Effective killing of endothelial cells upon NIR irradiation

Significant reduction of tumor blood vessels in vivo

Abstract

The poor delivery of nanoparticles to target cancer cells hinders their success in the clinical setting. In this work, an alternative target readily available for circulating nanoparticles has been selected to eliminate the need for nanoparticle penetration in the tissue: the tumor blood vessels. A tumor endothelium-targeted nanoparticle (employing an RGD-containing peptide) capable of co-delivering two anti-vascular drugs (one anti-angiogenic drug and one vascular disruption agent) is here presented. Furthermore, the nanodevice presents two additional anti-vascular capabilities upon activation by Near-Infrared light: provoking local hyperthermia (by gold nanorods in the system) and generating toxic reactive oxygen species (by the presence of a photosensitizer).
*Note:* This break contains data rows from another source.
use std::env;
use std::process::Command;

fn main() {
    // An explicit GIT_COMMIT (release builds) wins over the local checkout.
    if let Ok(commit) = env::var("GIT_COMMIT") {
        println!("cargo:rustc-env=GIT_COMMIT={commit}");
        println!("cargo:rerun-if-env-changed=GIT_COMMIT");
        return;
    }

    let output = Command::new("git")
        .args(["rev-parse", "--short", "HEAD"])
        .output();

    match output {
        Ok(out) if out.status.success() => {
            let commit = String::from_utf8_lossy(&out.stdout).trim().to_string();
            if !commit.is_empty() {
                println!("cargo:rustc-env=GIT_COMMIT={commit}");
            }
        }
        _ => println!("cargo:warning=git commit unavailable, version will report unknown"),
    }

    println!("cargo:rerun-if-env-changed=GIT_COMMIT");
    println!("cargo:rerun-if-changed=.git/HEAD");
    println!("cargo:rerun-if-changed=build.rs");
}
RGD-targeting is shown to increase uptake by HUVEC cells, and while the nanoparticles are shown not to be toxic for these cells, upon Near-Infrared irradiation their almost complete killing is achieved. The combination of all four therapeutic modalities is then evaluated in an ex ovo fibrosarcoma xenograft model, which shows a significant reduction in the number of blood vessels irrigating the xenografts when the nanoparticles are present, as well as the destruction of the existing blood vessels upon irradiation. These results suggest that the combination of different anti-vascular therapeutic strategies in a single nanocarrier appears promising and should be further explored in the future.